自身を示す「アイコン」として服を選ぶ

2つ目のポイントは、自身を示すアイコンとして服を選ぶこと。私はいつも人前に出るときは、この連載のプロフィール写真にもある紺に白いストライプのスーツと決めています。

なぜそんなことをしているのか。理由は「私」を覚えてもらうためです。アナウンスの仕事をしていたころからのこだわりです。NHKでは主に4月から新番組が始まり、2月ごろにそのための写真撮影があります。そのときに着た服とイメージは、1年間はなるべく変えません。長い髪で番組を紹介する写真を撮ったら、1年は髪を切らないほうがいい。

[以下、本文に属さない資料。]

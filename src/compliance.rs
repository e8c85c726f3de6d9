// src/compliance.rs
//
// One report invocation: the caller builds a `ReportContext`, runs one or more reports
// through it, and drops it. Schema lookups are cached inside the context only.

use chrono::{Datelike, NaiveDate};
use serde::Serialize;
use std::collections::BTreeMap;
use std::sync::Arc;
use tracing::{error, info, warn};

use crate::field_cache::FieldDiscoveryCache;
use crate::odoo_client::{OdooError, RecordGateway};
use crate::planning_data::{fetch_reference_tables, fetch_time_entries};
use crate::reconciliation::{
    reconcile, MatchPolicy, MatchTier, MissingEntryRecord, ReconciliationOutcome,
};
use crate::reporting::{
    daily_trend, designer_metrics, employee_ranking, manager_metrics, project_drill_down,
    project_metrics, summarize, team_drill_down, timeliness_summary, trend_dates,
    ComplianceSummary, DailyTimeliness, DesignerMetrics, EmployeeRanking, HistoricalPoint,
    ManagerMetrics, ProjectMetrics, TimelinessSummary,
};
use crate::roster::ManagerMapping;
use crate::slot_query::{fetch_slots, ShiftStatus, SlotWindow};
use crate::timeliness::{analyze, TimelinessRecord};

pub struct ReportContext {
    gateway: Arc<dyn RecordGateway>,
    fields: FieldDiscoveryCache,
    policy: MatchPolicy,
    managers: ManagerMapping,
}

impl ReportContext {
    pub fn new(gateway: Arc<dyn RecordGateway>) -> Self {
        Self {
            gateway,
            fields: FieldDiscoveryCache::new(),
            policy: MatchPolicy::default(),
            managers: ManagerMapping::new(),
        }
    }

    pub fn with_policy(mut self, policy: MatchPolicy) -> Self {
        self.policy = policy;
        self
    }

    pub fn with_managers(mut self, managers: ManagerMapping) -> Self {
        self.managers = managers;
        self
    }

    pub fn policy(&self) -> &MatchPolicy {
        &self.policy
    }

    pub fn fields(&self) -> &FieldDiscoveryCache {
        &self.fields
    }

    /// Reconciles the month containing `end_date`, up to and including it. Connectivity
    /// failures are returned; any other failure of the time-entry source is logged and
    /// yields an empty outcome.
    pub async fn missing_entries(
        &mut self,
        end_date: NaiveDate,
        status: ShiftStatus,
    ) -> Result<ReconciliationOutcome, OdooError> {
        match self.try_missing_entries(end_date, status).await {
            Ok(outcome) => Ok(outcome),
            Err(e) if e.is_connectivity() => {
                error!("Lost connection while generating report for {}: {}", end_date, e);
                Err(e)
            }
            Err(e) => {
                error!("Error generating report for {}: {}", end_date, e);
                Ok(ReconciliationOutcome::empty(0))
            }
        }
    }

    async fn try_missing_entries(
        &mut self,
        end_date: NaiveDate,
        status: ShiftStatus,
    ) -> Result<ReconciliationOutcome, OdooError> {
        let window = SlotWindow::new(month_start(end_date), Some(end_date));
        let gateway = self.gateway.as_ref();

        let mut slots = fetch_slots(gateway, &mut self.fields, window, status.filter_value()).await;
        if let Some(wanted) = status.filter_value() {
            slots.retain(|s| s.shift_status.as_deref() == Some(wanted));
            info!(
                "Post-filtered to {} slots with shift status {}",
                slots.len(),
                wanted
            );
        }

        // Without entries every slot would look missing, so this one aborts the report.
        let entries =
            fetch_time_entries(gateway, &mut self.fields, window.start, Some(window.end)).await?;
        let refs = fetch_reference_tables(gateway).await;

        Ok(reconcile(&slots, &entries, &refs, end_date, &self.policy))
    }

    pub async fn missing_entries_report(
        &mut self,
        end_date: NaiveDate,
        status: ShiftStatus,
    ) -> Result<MissingEntriesReport, OdooError> {
        let outcome = self.missing_entries(end_date, status).await?;
        Ok(MissingEntriesReport::build(
            end_date,
            status,
            outcome,
            &self.managers,
        ))
    }

    /// Timeliness over entries whose work date is in `[start, end]`.
    pub async fn timeliness_report(
        &mut self,
        start: NaiveDate,
        end: NaiveDate,
    ) -> Result<TimelinessReport, OdooError> {
        let gateway = self.gateway.as_ref();
        let entries = match fetch_time_entries(gateway, &mut self.fields, start, Some(end)).await {
            Ok(entries) => entries,
            Err(e) if e.is_connectivity() => {
                error!("Lost connection while fetching timesheet entries: {}", e);
                return Err(e);
            }
            Err(e) => {
                error!("Failed to fetch timesheet entries for timeliness analysis: {}", e);
                Vec::new()
            }
        };
        if entries.is_empty() {
            info!("No timesheet entries found between {} and {}", start, end);
        }
        Ok(TimelinessReport::from_records(start, end, analyze(&entries)))
    }

    /// One point per interval between `start` and `end`, each a full report with that
    /// day as its end date. Points that fail stay in the series without a rate; a
    /// connectivity failure aborts the whole series.
    pub async fn historical_compliance(
        &mut self,
        start: NaiveDate,
        end: NaiveDate,
        status: ShiftStatus,
    ) -> Result<Vec<HistoricalPoint>, OdooError> {
        let mut points = Vec::new();
        for date in trend_dates(start, end) {
            match self.try_missing_entries(date, status).await {
                Ok(outcome) => points.push(HistoricalPoint::from_outcome(date, &outcome)),
                Err(e) if e.is_connectivity() => {
                    error!("Lost connection while computing trend point {}: {}", date, e);
                    return Err(e);
                }
                Err(e) => {
                    warn!("Error getting data for {}: {}", date, e);
                    points.push(HistoricalPoint::unavailable(date));
                }
            }
        }
        Ok(points)
    }
}

pub fn month_start(date: NaiveDate) -> NaiveDate {
    date.with_day(1).unwrap_or(date)
}

// --- Report bundles ---

#[derive(Debug, Clone, Serialize)]
pub struct MissingEntriesReport {
    pub window_start: NaiveDate,
    pub end_date: NaiveDate,
    pub shift_status: ShiftStatus,
    pub summary: ComplianceSummary,
    pub matched_by_tier: BTreeMap<MatchTier, usize>,
    pub records: Vec<MissingEntryRecord>,
    pub designers: Vec<DesignerMetrics>,
    pub projects: Vec<ProjectMetrics>,
    /// Empty when no roster was loaded.
    pub managers: Vec<ManagerMetrics>,
    #[serde(skip_serializing_if = "Vec::is_empty")]
    pub drill_downs: Vec<DrillDown>,
}

/// Per-designer metrics restricted to one project or one manager's team.
#[derive(Debug, Clone, PartialEq, Serialize)]
#[serde(tag = "by", rename_all = "snake_case")]
pub enum DrillDown {
    Project {
        project: String,
        designers: Vec<DesignerMetrics>,
    },
    Team {
        manager: String,
        designers: Vec<DesignerMetrics>,
    },
}

impl MissingEntriesReport {
    pub fn build(
        end_date: NaiveDate,
        shift_status: ShiftStatus,
        outcome: ReconciliationOutcome,
        managers: &ManagerMapping,
    ) -> Self {
        let manager_rows = if managers.is_empty() {
            Vec::new()
        } else {
            manager_metrics(&outcome.records, managers)
        };
        Self {
            window_start: month_start(end_date),
            end_date,
            shift_status,
            summary: summarize(&outcome),
            designers: designer_metrics(&outcome.records),
            projects: project_metrics(&outcome.records),
            managers: manager_rows,
            matched_by_tier: outcome.matched_by_tier,
            records: outcome.records,
            drill_downs: Vec::new(),
        }
    }

    pub fn with_project_drill_down(mut self, project: &str) -> Self {
        let designers = project_drill_down(&self.records, project);
        self.drill_downs.push(DrillDown::Project {
            project: project.to_string(),
            designers,
        });
        self
    }

    /// Designers are assigned to teams through `managers`; those missing from it fall
    /// under "Unknown".
    pub fn with_team_drill_down(mut self, manager: &str, managers: &ManagerMapping) -> Self {
        let designers = team_drill_down(&self.records, managers, manager);
        self.drill_downs.push(DrillDown::Team {
            manager: manager.to_string(),
            designers,
        });
        self
    }
}

#[derive(Debug, Clone, Serialize)]
pub struct TimelinessReport {
    pub start_date: NaiveDate,
    pub end_date: NaiveDate,
    pub summary: TimelinessSummary,
    pub daily: Vec<DailyTimeliness>,
    pub employees: EmployeeRanking,
    pub records: Vec<TimelinessRecord>,
}

impl TimelinessReport {
    pub fn from_records(start: NaiveDate, end: NaiveDate, records: Vec<TimelinessRecord>) -> Self {
        Self {
            start_date: start,
            end_date: end,
            summary: timeliness_summary(&records),
            daily: daily_trend(&records),
            employees: employee_ranking(&records),
            records,
        }
    }
}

ニュースを伝えるにはいつも同じであるほうが安心するし、主役であるニュースを聴いてくれます。

小物を取り入れるだけでも構いません。女性はスカーフやチーフ、ブローチなどのアクセサリーでも応用できます。いつもどこかにピンクを使っている、いつもどこかに蝶や花の柄を使っているというように、色か柄を統一することで「この色はこの人」というイメージをつくり出すことができます。

「Aさんはいつもピンクが好きと言っているから、ピンクのハンカチを贈ろう」というように、あの人に贈りたいと思わせる人になる。これがブランディング、自分をアイコン化していくということです。

常にアイコンを身につけ、それをきっかけに印象に残るスピーチができるようにしておくことが大切。(イラスト=米山夏子)

さらに、アイコンには意味が必要です。「いつもグリーンを着ていますね」「蝶の柄、好きですよね」と言われたときに、「そうなんです、好きなんです」だけではなく、なぜグリーンなのか、なぜ蝶柄をいつも取り入れているのかを説明しましょう。アイコンを通じて自分のPRや話を膨らませることができます。

例えば、蝶をアイコンに取り入れたあるクライアントの女性。蝶には新しく羽ばたくとか、さなぎから蝶になるといった飛躍や誕生といった意味があります。そこで彼女は、蝶の真珠のブローチをつけるようにしました。それだけでなく、ハンカチやノートなどにも蝶柄を取り入れました。彼女は蝶が大好きだったわけではありません。ちょうど役職に就いたタイミングだったので、「私もこれからさなぎから蝶に変わりたいし、大きくチャレンジしていきたいから」と話すための仕掛けです。「こういうメッセージを人に話したい」と考えたら、「そのモチーフとしてちょうどいいのは何だろう」と逆算する必要があります。色も同じで、その色から印象に残る自分のスピーチができるかどうかが大切です。